CenterBeam, a systems integrator that installs and remotely manages Windows-based office LANs for small to mid-sized businesses, is teaming with Network Associates to provide a hosted security service for its customers.
CenterBeam sets up Windows 2000 desktops and servers for smaller businesses and typically installs high-speed digital subscriber line (DSL) for each office. In a somewhat unusual arrangement, CenterBeam makes these offices part of a larger network that it manages, letting users access the Microsoft Exchange messaging server hosted at CenterBeam.

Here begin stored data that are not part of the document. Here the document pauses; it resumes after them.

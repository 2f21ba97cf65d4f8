//! Waste-detection result → display structure.

use std::cmp::Ordering;

use serde::Serialize;

use super::format::{clamp_pct, money, parse_timestamp, plain_number, short_date_time, to_fixed};
use super::{Meter, ResultHeader, SummaryCard, Tone};
use crate::model::WasteReport;
use crate::model::waste::IdlePeriod;

/// Most idle periods listed in the table.
pub const IDLE_ROW_LIMIT: usize = 10;

/// Decorative icons for the first four recommendations; later ones share
/// [`DEFAULT_RECOMMENDATION_ICON`].
const RECOMMENDATION_ICONS: [&str; 4] = ["💡", "⚡", "📈", "💰"];
const DEFAULT_RECOMMENDATION_ICON: &str = "✅";

#[derive(Debug, Clone, PartialEq, Serialize)]
pub struct WasteView {
    pub header: ResultHeader,
    pub summary: Vec<SummaryCard>,
    pub idle: IdleTable,
    pub analysis: WasteAnalysisPanel,
    pub recommendations: Vec<RecommendationRow>,
}

#[derive(Debug, Clone, PartialEq, Serialize)]
pub struct IdleTable {
    /// `12 periods totaling $3.50 in wasted cost`
    pub subtitle: String,
    pub rows: Vec<IdleRow>,
    /// `+2 more idle periods detected` when rows were cut.
    pub overflow: Option<String>,
}

#[derive(Debug, Clone, PartialEq, Serialize)]
pub struct IdleRow {
    pub start: String,
    pub end: String,
    pub duration: String,
    pub cpu: Meter,
    pub memory: Meter,
    pub wasted_cost: String,
}

#[derive(Debug, Clone, PartialEq, Serialize)]
pub struct WasteAnalysisPanel {
    /// Underutilization score on a 0–1 scale, two decimals.
    pub score: Meter,
    pub waste_percentage: String,
}

#[derive(Debug, Clone, PartialEq, Serialize)]
pub struct RecommendationRow {
    pub icon: String,
    pub text: String,
}

pub fn recommendation_icon(position: usize) -> &'static str {
    RECOMMENDATION_ICONS
        .get(position)
        .copied()
        .unwrap_or(DEFAULT_RECOMMENDATION_ICON)
}

/// Idle periods newest-first by start. Periods whose start is missing or
/// unparsable go last, in their original order.
pub fn sort_idle_periods(periods: &[IdlePeriod]) -> Vec<&IdlePeriod> {
    let mut keyed: Vec<_> = periods
        .iter()
        .map(|p| (p.start.as_deref().and_then(parse_timestamp), p))
        .collect();
    keyed.sort_by(|(a, _), (b, _)| match (a, b) {
        (Some(a), Some(b)) => b.cmp(a),
        (Some(_), None) => Ordering::Less,
        (None, Some(_)) => Ordering::Greater,
        (None, None) => Ordering::Equal,
    });
    keyed.into_iter().map(|(_, p)| p).collect()
}

pub fn render(report: &WasteReport, header: ResultHeader) -> WasteView {
    let total_waste = report.total_waste();
    let count = report.idle_periods.len();

    let summary = vec![
        SummaryCard::new(
            "Monthly Savings",
            money(report.estimated_monthly_savings),
            "Potential",
            Tone::Green,
        ),
        SummaryCard::new(
            "Waste Percentage",
            format!("{}%", to_fixed(report.total_waste_percentage, 1)),
            "Of total usage",
            Tone::Orange,
        ),
        SummaryCard::new(
            "Idle Periods",
            count.to_string(),
            format!("{} total hours", plain_number(report.total_hours())),
            Tone::Red,
        ),
    ];

    let rows = sort_idle_periods(&report.idle_periods)
        .into_iter()
        .take(IDLE_ROW_LIMIT)
        .map(idle_row)
        .collect();

    let idle = IdleTable {
        subtitle: format!("{count} periods totaling {} in wasted cost", money(total_waste)),
        rows,
        overflow: (count > IDLE_ROW_LIMIT)
            .then(|| format!("+{} more idle periods detected", count - IDLE_ROW_LIMIT)),
    };

    let score = report.underutilized_score;
    let analysis = WasteAnalysisPanel {
        score: Meter {
            fill: clamp_pct(score * 100.0),
            label: to_fixed(score, 2),
        },
        waste_percentage: format!("{}%", to_fixed(report.total_waste_percentage, 1)),
    };

    let recommendations = report
        .recommendations
        .iter()
        .enumerate()
        .map(|(i, text)| RecommendationRow {
            icon: recommendation_icon(i).to_string(),
            text: text.clone(),
        })
        .collect();

    WasteView {
        header,
        summary,
        idle,
        analysis,
        recommendations,
    }
}

fn idle_row(period: &IdlePeriod) -> IdleRow {
    IdleRow {
        start: short_date_time(period.start.as_deref()),
        end: short_date_time(period.end.as_deref()),
        duration: format!(
            "{}h",
            period.duration_hours.map(plain_number).unwrap_or_default()
        ),
        cpu: usage_meter(period.avg_cpu),
        memory: usage_meter(period.avg_memory),
        wasted_cost: money(period.wasted_cost),
    }
}

/// An absent reading shows as `0%`, a present one with one decimal.
fn usage_meter(value: Option<f64>) -> Meter {
    match value {
        Some(v) => Meter::percent(v),
        None => Meter {
            fill: 0.0,
            label: "0%".to_string(),
        },
    }
}
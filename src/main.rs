use std::path::PathBuf;
use std::process::ExitCode;

use anyhow::Result;
use clap::{Parser, Subcommand};

use cloudcost::cli::{self, AnalyzeOptions, OutputFormat};
use cloudcost::controller::ActionKind;

#[derive(Debug, Parser)]
#[command(name = "cloudcost")]
#[command(about = "Cloud cost prediction and waste detection client")]
struct App {
    #[command(subcommand)]
    command: Commands,
}

#[derive(Debug, Subcommand)]
enum Commands {
    /// Predict next week's cost from a usage CSV
    Predict {
        #[command(flatten)]
        analyze: AnalyzeArgs,
    },
    /// Detect idle periods and wasted spend in a usage CSV
    Waste {
        #[command(flatten)]
        analyze: AnalyzeArgs,
    },
    /// Serve the local web dashboard
    Web {
        /// Listen address (default: [web] addr, 127.0.0.1:9747)
        #[arg(long)]
        addr: Option<String>,
    },
    /// Show recent analyses from the history log
    History {
        /// Number of entries to show
        #[arg(long, default_value = "20")]
        limit: usize,
        /// Output format: table (default), json
        #[arg(long, default_value = "table")]
        format: String,
    },
    /// Manage configuration
    Config {
        #[command(subcommand)]
        action: ConfigAction,
    },
}

#[derive(Debug, clap::Args)]
struct AnalyzeArgs {
    /// Path to a .csv file
    file: PathBuf,
    /// Output format: table (default), json
    #[arg(long, default_value = "table")]
    format: String,
    /// Save the result as cloud-cost-report-<date>.json
    #[arg(long)]
    download: bool,
    /// Copy the result JSON to the clipboard
    #[arg(long)]
    copy: bool,
}

#[derive(Debug, Subcommand)]
enum ConfigAction {
    /// Print the effective merged configuration
    Show,
    /// Write a default ~/.cloudcost/config.toml
    Init {
        /// Overwrite an existing file
        #[arg(long)]
        force: bool,
    },
    /// Set a dotted key, e.g. `api.base_url`
    Set { key: String, value: String },
    /// Restore the default configuration
    Reset,
}

fn analyze(kind: ActionKind, args: AnalyzeArgs) -> Result<ExitCode> {
    let fmt = OutputFormat::from_str_opt(Some(&args.format));
    let options = AnalyzeOptions {
        download: args.download,
        copy: args.copy,
    };
    cli::run_analyze(kind, &args.file, fmt, options)
}

fn main() -> Result<ExitCode> {
    let app = App::parse();

    match app.command {
        Commands::Predict { analyze: args } => analyze(ActionKind::Predict, args),
        Commands::Waste { analyze: args } => analyze(ActionKind::Waste, args),
        Commands::Web { addr } => cli::run_web(addr.as_deref()).map(|()| ExitCode::SUCCESS),
        Commands::History { limit, format } => {
            let fmt = OutputFormat::from_str_opt(Some(&format));
            cli::run_history(limit, fmt).map(|()| ExitCode::SUCCESS)
        }
        Commands::Config { action } => {
            match action {
                ConfigAction::Show => cli::run_config_show(),
                ConfigAction::Init { force } => cli::run_config_init(force),
                ConfigAction::Set { key, value } => cli::run_config_set(&key, &value),
                ConfigAction::Reset => cli::run_config_reset(),
            }
            .map(|()| ExitCode::SUCCESS)
        }
    }
}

"We don't run a separate Exchange server," says CenterBeam executive vice president and chief technical officer Glenn Ricart. "We give them access to the Exchange server at our data centre here." Customers also get Internet access through the CenterBeam data centre.
Virus checking and intrusion detection are part of the total hosted Windows service package CenterBeam provides, at a cost of $US200 to $250 per seat. Each seat runs Network Associates' McAfee antivirus software, and intrusion detection is provided by the CyberCop Patrol hosted service, available through the Network Associates division called MyCIO.com.
"We want to provide a secure and reliable infrastructure for small business as part of our managed service," says Ricart, who claims to have about 1000 business customers.
Microsoft is an investor in CenterBeam, and Ricart claims the latest Microsoft operating system, which shipped about two months ago, is well suited for outsourced network management.
"With Windows 2000, you can apply group policies on the server, whereas NT 4.0 didn't have these management characteristics," Ricart says, emphasising that each corporate customer has restricted access to system files and can't change its IP address.
CenterBeam uses Covad Communications as its preferred DSL provider for small to mid-sized offices. Covad's private virtual circuits are pre-programmed to switch data from each office directly to the CenterBeam data centre, where network management of multiple enterprise LANs is done through Hewlett-Packard's OpenView.